L’eroismo penso possa assumere un duplice significato: da un lato riferito
all’importanza delle stesse istanze fondative dell’Astrazione, cui ogni
astrattista guarda come riferimento, più attento ad una sua nuova, originale
declinazione, che allo stravolgimento rispetto ad allora: dal Tutto si astrae di
Balla (’12), fino all’Astrazione come dominio sulle forme della natura di
Kazimir Malevič (’15) e ai ripetuti, precisi riferimenti nei testi di Piet
Mondrian (’17-’24): All’astratto come liberazione dell’umanità dal dominio della
materia e del fisico […] col trionfo dell’equivalenza Materia-Spirito.
Per questi e infiniti altri riferimenti, l’Astrazione rimane sempre attuale al
suo tempo.
Dall’altro, eroismo come resistenza dell’astrattista alla deriva materialista
del contemporaneo, iniziata, leggendo le dichiarazioni dell’epoca, ben prima di
quanto presagito dal fatidico Società dello spettacolo di Guy Debord, nel 1967.
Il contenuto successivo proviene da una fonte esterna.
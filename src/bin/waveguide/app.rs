//! Audio stream setup and the realtime render callback

use color_eyre::eyre::{eyre, Result as EyreResult, WrapErr};
use cpal::traits::{DeviceTrait, HostTrait, StreamTrait};
use rtrb::{Consumer, Producer, RingBuffer};

use waveguide_synth::{
    dsp::reverb::JcRev,
    instrument::{control, Instrument, Mandolin},
    synth::{SynthMessage, VoiceManager},
    EngineConfig, MAX_BLOCK_SIZE,
};

const QUEUE_CAPACITY: usize = 256;

/// A running output stream plus the control queue feeding it.
pub struct App {
    tx: Producer<SynthMessage>,
    _stream: cpal::Stream,
}

struct AudioState {
    manager: VoiceManager,
    instruments: Vec<Mandolin>,
    reverb: JcRev,
    rx: Consumer<SynthMessage>,
    block: Vec<f32>,
}

impl AudioState {
    fn render_into(&mut self, data: &mut [f32], channels: usize) {
        let total_frames = data.len() / channels;
        let mut frames_written = 0;

        while frames_written < total_frames {
            self.manager.drain(&mut self.rx, &mut self.instruments);

            let frames = (total_frames - frames_written).min(MAX_BLOCK_SIZE);
            let block = &mut self.block[..frames];
            self.manager.render(&mut self.instruments, block);

            let out_off = frames_written * channels;
            for (i, &dry) in block.iter().enumerate() {
                self.reverb.tick(dry);
                let frame = &mut data[out_off + i * channels..out_off + (i + 1) * channels];
                for (ch, sample) in frame.iter_mut().enumerate() {
                    *sample = if ch % 2 == 0 {
                        self.reverb.last_out_left()
                    } else {
                        self.reverb.last_out_right()
                    };
                }
            }
            frames_written += frames;
        }
    }
}

impl App {
    /// Open the default output device with `voices` mandolins on channel 0.
    pub fn start(voices: usize) -> EyreResult<Self> {
        let host = cpal::default_host();
        let device = host
            .default_output_device()
            .ok_or_else(|| eyre!("no default output device available"))?;
        let supported = device
            .default_output_config()
            .wrap_err("failed to fetch default output config")?;
        if supported.sample_format() != cpal::SampleFormat::F32 {
            return Err(eyre!("unsupported sample format {:?}", supported.sample_format()));
        }

        let sample_rate = supported.sample_rate().0 as f32;
        let channels = supported.channels() as usize;
        log::info!("opening output stream: {sample_rate} Hz, {channels} channels, {voices} voices");

        let config = EngineConfig::default().with_sample_rate(sample_rate);
        let mut manager = VoiceManager::new(&config);
        let instruments = (0..voices)
            .map(|i| {
                let mut mandolin = Mandolin::new(config.sample_rate, config.lowest_frequency);
                mandolin.control_change(control::BODY_SIZE, 40.0 + 20.0 * i as f32);
                manager.add_instrument(i, 0);
                mandolin
            })
            .collect();

        let mut reverb = JcRev::new(1.2, sample_rate);
        reverb.set_effect_mix(0.2);

        let (tx, rx) = RingBuffer::new(QUEUE_CAPACITY);
        let mut state = AudioState {
            manager,
            instruments,
            reverb,
            rx,
            block: vec![0.0; MAX_BLOCK_SIZE],
        };

        let stream = device.build_output_stream(
            &supported.into(),
            move |data: &mut [f32], _| state.render_into(data, channels),
            |err| log::error!("audio stream error: {err}"),
            None,
        )?;
        stream.play().wrap_err("failed to start output stream")?;

        Ok(Self { tx, _stream: stream })
    }

    pub fn send(&mut self, message: SynthMessage) {
        if self.tx.push(message).is_err() {
            log::warn!("control queue full, dropping {message:?}");
        }
    }
}
//! Benchmarks for single physical-model instruments.

use std::hint::black_box;

use criterion::{BenchmarkId, Criterion};
use waveguide_synth::instrument::{
    control, BowedBar, Drone, Flute, Instrument, Mandolin, Plucked, ShakerPreset, Shakers, Sitar,
};

use crate::{BLOCK_SIZES, SAMPLE_RATE};

const LOWEST: f32 = 50.0;

fn bench_one<I: Instrument>(
    group: &mut criterion::BenchmarkGroup<'_, criterion::measurement::WallTime>,
    name: &str,
    size: usize,
    instrument: &mut I,
) {
    let mut buffer = vec![0.0f32; size];
    group.bench_with_input(BenchmarkId::new(name, size), &size, |b, _| {
        b.iter(|| {
            instrument.render(black_box(&mut buffer));
        })
    });
}

pub fn bench_instruments(c: &mut Criterion) {
    let mut group = c.benchmark_group("scenarios/instruments");

    for &size in BLOCK_SIZES {
        let mut plucked = Plucked::new(SAMPLE_RATE, LOWEST);
        plucked.note_on(220.0, 0.8);
        bench_one(&mut group, "plucked", size, &mut plucked);

        let mut mandolin = Mandolin::new(SAMPLE_RATE, LOWEST);
        mandolin.note_on(220.0, 0.8);
        bench_one(&mut group, "mandolin", size, &mut mandolin);

        let mut sitar = Sitar::new(SAMPLE_RATE, LOWEST);
        sitar.note_on(220.0, 0.8);
        bench_one(&mut group, "sitar", size, &mut sitar);

        let mut drone = Drone::new(SAMPLE_RATE, LOWEST);
        drone.note_on(110.0, 0.8);
        bench_one(&mut group, "drone", size, &mut drone);

        let mut flute = Flute::new(SAMPLE_RATE, LOWEST);
        flute.note_on(440.0, 0.8);
        bench_one(&mut group, "flute", size, &mut flute);

        // Tibetan bowl
        let mut bar = BowedBar::new(SAMPLE_RATE, LOWEST);
        bar.control_change(control::BAR_PRESET, 3.0);
        bar.note_on(220.0, 0.8);
        bench_one(&mut group, "bowed_bar", size, &mut bar);

        let mut shakers = Shakers::new(SAMPLE_RATE);
        shakers.setup(ShakerPreset::Maraca);
        shakers.note_on(440.0, 1.0);
        bench_one(&mut group, "shakers_maraca", size, &mut shakers);
    }

    group.finish();
}
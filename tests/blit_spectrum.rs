use rustfft::{num_complex::Complex, FftPlanner};
use waveguide_synth::dsp::blit::{Blit, BlitSaw};

const SAMPLE_RATE: f32 = 48_000.0;
// 75 samples per period keeps the top harmonic strictly below Nyquist.
const PERIOD: usize = 75;
const PERIODS: usize = 64;
const N: usize = PERIOD * PERIODS;

fn magnitudes(samples: &[f32]) -> Vec<f32> {
    let mut buffer: Vec<Complex<f32>> = samples.iter().map(|&x| Complex::new(x, 0.0)).collect();
    FftPlanner::<f32>::new().plan_fft_forward(buffer.len()).process(&mut buffer);
    buffer[..=buffer.len() / 2].iter().map(|c| c.norm()).collect()
}

/// Energy in bins that are not a harmonic in `1..=max_harmonic`, relative to the total.
fn stray_energy(spectrum: &[f32], max_harmonic: usize) -> f32 {
    let total: f32 = spectrum.iter().skip(1).map(|m| m * m).sum();
    let stray: f32 = spectrum
        .iter()
        .enumerate()
        .skip(1)
        .filter(|(bin, _)| bin % PERIODS != 0 || bin / PERIODS > max_harmonic)
        .map(|(_, m)| m * m)
        .sum();
    stray / total
}

#[test]
fn impulse_train_is_flat_up_to_nyquist() {
    let mut blit = Blit::new(SAMPLE_RATE / PERIOD as f32, SAMPLE_RATE);
    let samples: Vec<f32> = (0..N).map(|_| blit.tick()).collect();
    let spectrum = magnitudes(&samples);

    let top = PERIOD / 2;
    let first = spectrum[PERIODS];
    assert!(first > 0.0);
    for k in 1..=top {
        let ratio = spectrum[k * PERIODS] / first;
        assert!((ratio - 1.0).abs() < 0.05, "harmonic {k} ratio {ratio}");
    }
    assert!(stray_energy(&spectrum, top) < 1e-3);
}

#[test]
fn limited_harmonics_leave_upper_band_empty() {
    let mut blit = Blit::new(SAMPLE_RATE / PERIOD as f32, SAMPLE_RATE);
    blit.set_harmonics(10);
    let samples: Vec<f32> = (0..N).map(|_| blit.tick()).collect();
    let spectrum = magnitudes(&samples);

    assert!(spectrum[10 * PERIODS] > 0.5 * spectrum[PERIODS]);
    assert!(stray_energy(&spectrum, 10) < 1e-3);
}

#[test]
fn sawtooth_has_no_aliased_partials() {
    let mut saw = BlitSaw::new(SAMPLE_RATE / PERIOD as f32, SAMPLE_RATE);
    saw.set_harmonics(10);
    // Skip the integrator's start-up transient.
    for _ in 0..N {
        saw.tick();
    }
    let samples: Vec<f32> = (0..N).map(|_| saw.tick()).collect();
    let spectrum = magnitudes(&samples);

    // Sawtooth partials fall off roughly as 1/k.
    assert!(spectrum[PERIODS] > spectrum[5 * PERIODS]);
    assert!(stray_energy(&spectrum, 10) < 1e-3);
}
In buona sostanza porsi sul versante della spiritualità comporta l’accettazione
di una sorta d’inattualità costruttiva, vissuta nella sua accezione positiva
come rifiuto della superficialità materialista.
Nel corso della pittura del Novecento vediamo l’Astrazione essere una modalità
longeva e rigorosa per ribadire uno statuto veritativo dell’arte, ovvero la sua
capacità conoscitiva contro chi la dichiarava ormai oltrepassata e relegata ad
una funzione ornamentale. Di fronte a un panorama artistico oggi così mutevole e
volubile, continuamente all’inseguimento di suggestioni e di parole d’ordine
estremamente variabili, è necessario un nuovo eroismo?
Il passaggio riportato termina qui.